Stored data entries
++++
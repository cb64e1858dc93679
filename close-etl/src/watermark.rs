//! Fetch window resolution for incremental entities.
//!
//! A run either receives explicit `start`/`end` date bounds or derives the
//! window from the destination: the lower bound is the maximum value of the
//! entity's increment column already stored, the upper bound is the
//! timestamp captured when the run began.

use chrono::{DateTime, NaiveDate, Utc};

use crate::bail;
use crate::entity::EntityDescriptor;
use crate::error::{ErrorKind, EtlResult};
use crate::store::TableStore;
use crate::types::{DATE_FORMAT, FetchWindow};

/// Resolves the fetch window for an incremental entity.
///
/// When both `start` and `end` are given they are parsed as `%Y-%m-%d`
/// dates at UTC midnight. Otherwise the window is derived from the stored
/// watermark: `[MAX(increment_key), run_started)`. A derived window over an
/// empty or missing table fails with [`ErrorKind::NoWatermark`] rather than
/// silently turning into a full backfill.
pub async fn resolve_window<T>(
    descriptor: &EntityDescriptor,
    store: &T,
    start: Option<&str>,
    end: Option<&str>,
    run_started: DateTime<Utc>,
) -> EtlResult<FetchWindow>
where
    T: TableStore,
{
    let window = match (start, end) {
        (Some(start), Some(end)) => FetchWindow {
            start: parse_bound(start)?,
            end: parse_bound(end)?,
        },
        (None, None) => {
            let watermark = store
                .max_increment(descriptor.table, descriptor.increment_key)
                .await?;
            match watermark {
                Some(watermark) => FetchWindow {
                    start: watermark,
                    end: run_started,
                },
                None => bail!(
                    ErrorKind::NoWatermark,
                    "No watermark available",
                    format!(
                        "table `{}` has no rows to derive a lower bound from, pass explicit bounds",
                        descriptor.table
                    )
                ),
            }
        }
        _ => bail!(
            ErrorKind::InvalidWindow,
            "Partial window bounds",
            "either both `start` and `end` must be supplied or neither"
        ),
    };

    if window.start >= window.end {
        bail!(
            ErrorKind::InvalidWindow,
            "Empty fetch window",
            format!(
                "window start {} is not before end {}",
                window.start, window.end
            )
        );
    }

    Ok(window)
}

fn parse_bound(raw: &str) -> EtlResult<DateTime<Utc>> {
    let date = NaiveDate::parse_from_str(raw, DATE_FORMAT)?;
    let midnight = date
        .and_hms_opt(0, 0, 0)
        .ok_or_else(|| crate::etl_error!(ErrorKind::InvalidWindow, "Invalid window bound"))?;
    Ok(midnight.and_utc())
}

#[cfg(test)]
mod tests {
    use chrono::TimeZone;

    use super::*;
    use crate::entity::EntityKind;
    use crate::store::memory::MemoryTableStore;

    fn run_started() -> DateTime<Utc> {
        Utc.with_ymd_and_hms(2024, 6, 1, 12, 30, 0).unwrap()
    }

    #[tokio::test]
    async fn explicit_bounds_parse_to_utc_midnight() {
        let store = MemoryTableStore::new();
        let descriptor = EntityKind::Lead.descriptor();

        let window = resolve_window(
            descriptor,
            &store,
            Some("2024-01-01"),
            Some("2024-02-01"),
            run_started(),
        )
        .await
        .unwrap();

        assert_eq!(window.start, Utc.with_ymd_and_hms(2024, 1, 1, 0, 0, 0).unwrap());
        assert_eq!(window.end, Utc.with_ymd_and_hms(2024, 2, 1, 0, 0, 0).unwrap());
    }

    #[tokio::test]
    async fn unparsable_bound_is_an_invalid_window() {
        let store = MemoryTableStore::new();
        let descriptor = EntityKind::Lead.descriptor();

        let err = resolve_window(
            descriptor,
            &store,
            Some("01/02/2024"),
            Some("2024-02-01"),
            run_started(),
        )
        .await
        .unwrap_err();

        assert_eq!(err.kind(), ErrorKind::InvalidWindow);
    }

    #[tokio::test]
    async fn inverted_bounds_are_rejected() {
        let store = MemoryTableStore::new();
        let descriptor = EntityKind::Lead.descriptor();

        let err = resolve_window(
            descriptor,
            &store,
            Some("2024-02-01"),
            Some("2024-01-01"),
            run_started(),
        )
        .await
        .unwrap_err();

        assert_eq!(err.kind(), ErrorKind::InvalidWindow);

        let err = resolve_window(
            descriptor,
            &store,
            Some("2024-01-01"),
            Some("2024-01-01"),
            run_started(),
        )
        .await
        .unwrap_err();

        assert_eq!(err.kind(), ErrorKind::InvalidWindow);
    }

    #[tokio::test]
    async fn partial_bounds_are_rejected() {
        let store = MemoryTableStore::new();
        let descriptor = EntityKind::Lead.descriptor();

        let err = resolve_window(descriptor, &store, Some("2024-01-01"), None, run_started())
            .await
            .unwrap_err();

        assert_eq!(err.kind(), ErrorKind::InvalidWindow);
    }

    #[tokio::test]
    async fn derived_window_runs_from_watermark_to_run_start() {
        let store = MemoryTableStore::new();
        let descriptor = EntityKind::Lead.descriptor();
        store
            .insert_row(
                descriptor.table,
                serde_json::json!({"id": "lead_1", "date_updated": "2024-03-15T08:00:00Z"}),
            )
            .await;
        store
            .insert_row(
                descriptor.table,
                serde_json::json!({"id": "lead_2", "date_updated": "2024-03-20T08:00:00Z"}),
            )
            .await;

        let window = resolve_window(descriptor, &store, None, None, run_started())
            .await
            .unwrap();

        assert_eq!(
            window.start,
            Utc.with_ymd_and_hms(2024, 3, 20, 8, 0, 0).unwrap()
        );
        assert_eq!(window.end, run_started());
    }

    #[tokio::test]
    async fn missing_watermark_is_a_hard_error() {
        let store = MemoryTableStore::new();
        let descriptor = EntityKind::Lead.descriptor();

        let err = resolve_window(descriptor, &store, None, None, run_started())
            .await
            .unwrap_err();

        assert_eq!(err.kind(), ErrorKind::NoWatermark);
    }
}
++++
**Problem to work on:**
A precise copy of all the records is needed.

**Result of the exercise:**
repository cb64e1858dc93679
filename close-etl/src/watermark.rs
//! Fetch window resolution for incremental entities.
//!
//! A run either receives explicit `start`/`end` date bounds or derives the
//! window from the destination: the lower bound is the maximum value of the
//! entity's increment column already stored, the upper bound is the
//! timestamp captured when the run began.

use chrono::{DateTime, NaiveDate, Utc};

use crate::bail;
use crate::entity::EntityDescriptor;
use crate::error::{ErrorKind, EtlResult};
use crate::store::TableStore;
use crate::types::{DATE_FORMAT, FetchWindow};

/// Resolves the fetch window for an incremental entity.
///
/// When both `start` and `end` are given they are parsed as `%Y-%m-%d`
/// dates at UTC midnight. Otherwise the window is derived from the stored
/// watermark: `[MAX(increment_key), run_started)`. A derived window over an
/// empty or missing table fails with [`ErrorKind::NoWatermark`] rather than
/// silently turning into a full backfill.
pub async fn resolve_window<T>(
    descriptor: &EntityDescriptor,
    store: &T,
    start: Option<&str>,
    end: Option<&str>,
    run_started: DateTime<Utc>,
) -> EtlResult<FetchWindow>
where
    T: TableStore,
{
    let window = match (start, end) {
        (Some(start), Some(end)) => FetchWindow {
            start: parse_bound(start)?,
            end: parse_bound(end)?,
        },
        (None, None) => {
            let watermark = store
                .max_increment(descriptor.table, descriptor.increment_key)
                .await?;
            match watermark {
                Some(watermark) => FetchWindow {
                    start: watermark,
                    end: run_started,
                },
                None => bail!(
                    ErrorKind::NoWatermark,
                    "No watermark available",
                    format!(
                        "table `{}` has no rows to derive a lower bound from, pass explicit bounds",
                        descriptor.table
                    )
                ),
            }
        }
        _ => bail!(
            ErrorKind::InvalidWindow,
            "Partial window bounds",
            "either both `start` and `end` must be supplied or neither"
        ),
    };

    if window.start >= window.end {
        bail!(
            ErrorKind::InvalidWindow,
            "Empty fetch window",
            format!(
                "window start {} is not before end {}",
                window.start, window.end
            )
        );
    }

    Ok(window)
}

fn parse_bound(raw: &str) -> EtlResult<DateTime<Utc>> {
    let date = NaiveDate::parse_from_str(raw, DATE_FORMAT)?;
    let midnight = date
        .and_hms_opt(0, 0, 0)
        .ok_or_else(|| crate::etl_error!(ErrorKind::InvalidWindow, "Invalid window bound"))?;
    Ok(midnight.and_utc())
}

#[cfg(test)]
mod tests {
    use chrono::TimeZone;

    use super::*;
    use crate::entity::EntityKind;
    use crate::store::memory::MemoryTableStore;

    fn run_started() -> DateTime<Utc> {
        Utc.with_ymd_and_hms(2024, 6, 1, 12, 30, 0).unwrap()
    }

    #[tokio::test]
    async fn explicit_bounds_parse_to_utc_midnight() {
        let store = MemoryTableStore::new();
        let descriptor = EntityKind::Lead.descriptor();

        let window = resolve_window(
            descriptor,
            &store,
            Some("2024-01-01"),
            Some("2024-02-01"),
            run_started(),
        )
        .await
        .unwrap();

        assert_eq!(window.start, Utc.with_ymd_and_hms(2024, 1, 1, 0, 0, 0).unwrap());
        assert_eq!(window.end, Utc.with_ymd_and_hms(2024, 2, 1, 0, 0, 0).unwrap());
    }

    #[tokio::test]
    async fn unparsable_bound_is_an_invalid_window() {
        let store = MemoryTableStore::new();
        let descriptor = EntityKind::Lead.descriptor();

        let err = resolve_window(
            descriptor,
            &store,
            Some("01/02/2024"),
            Some("2024-02-01"),
            run_started(),
        )
        .await
        .unwrap_err();

        assert_eq!(err.kind(), ErrorKind::InvalidWindow);
    }

    #[tokio::test]
    async fn inverted_bounds_are_rejected() {
        let store = MemoryTableStore::new();
        let descriptor = EntityKind::Lead.descriptor();

        let err = resolve_window(
            descriptor,
            &store,
            Some("2024-02-01"),
            Some("2024-01-01"),
            run_started(),
        )
        .await
        .unwrap_err();

        assert_eq!(err.kind(), ErrorKind::InvalidWindow);

        let err = resolve_window(
            descriptor,
            &store,
            Some("2024-01-01"),
            Some("2024-01-01"),
            run_started(),
        )
        .await
        .unwrap_err();

        assert_eq!(err.kind(), ErrorKind::InvalidWindow);
    }

    #[tokio::test]
    async fn partial_bounds_are_rejected() {
        let store = MemoryTableStore::new();
        let descriptor = EntityKind::Lead.descriptor();

        let err = resolve_window(descriptor, &store, Some("2024-01-01"), None, run_started())
            .await
            .unwrap_err();

        assert_eq!(err.kind(), ErrorKind::InvalidWindow);
    }

    #[tokio::test]
    async fn derived_window_runs_from_watermark_to_run_start() {
        let store = MemoryTableStore::new();
        let descriptor = EntityKind::Lead.descriptor();
        store
            .insert_row(
                descriptor.table,
                serde_json::json!({"id": "lead_1", "date_updated": "2024-03-15T08:00:00Z"}),
            )
            .await;
        store
            .insert_row(
                descriptor.table,
                serde_json::json!({"id": "lead_2", "date_updated": "2024-03-20T08:00:00Z"}),
            )
            .await;

        let window = resolve_window(descriptor, &store, None, None, run_started())
            .await
            .unwrap();

        assert_eq!(
            window.start,
            Utc.with_ymd_and_hms(2024, 3, 20, 8, 0, 0).unwrap()
        );
        assert_eq!(window.end, run_started());
    }

    #[tokio::test]
    async fn missing_watermark_is_a_hard_error() {
        let store = MemoryTableStore::new();
        let descriptor = EntityKind::Lead.descriptor();

        let err = resolve_window(descriptor, &store, None, None, run_started())
            .await
            .unwrap_err();

        assert_eq!(err.kind(), ErrorKind::NoWatermark);
    }
}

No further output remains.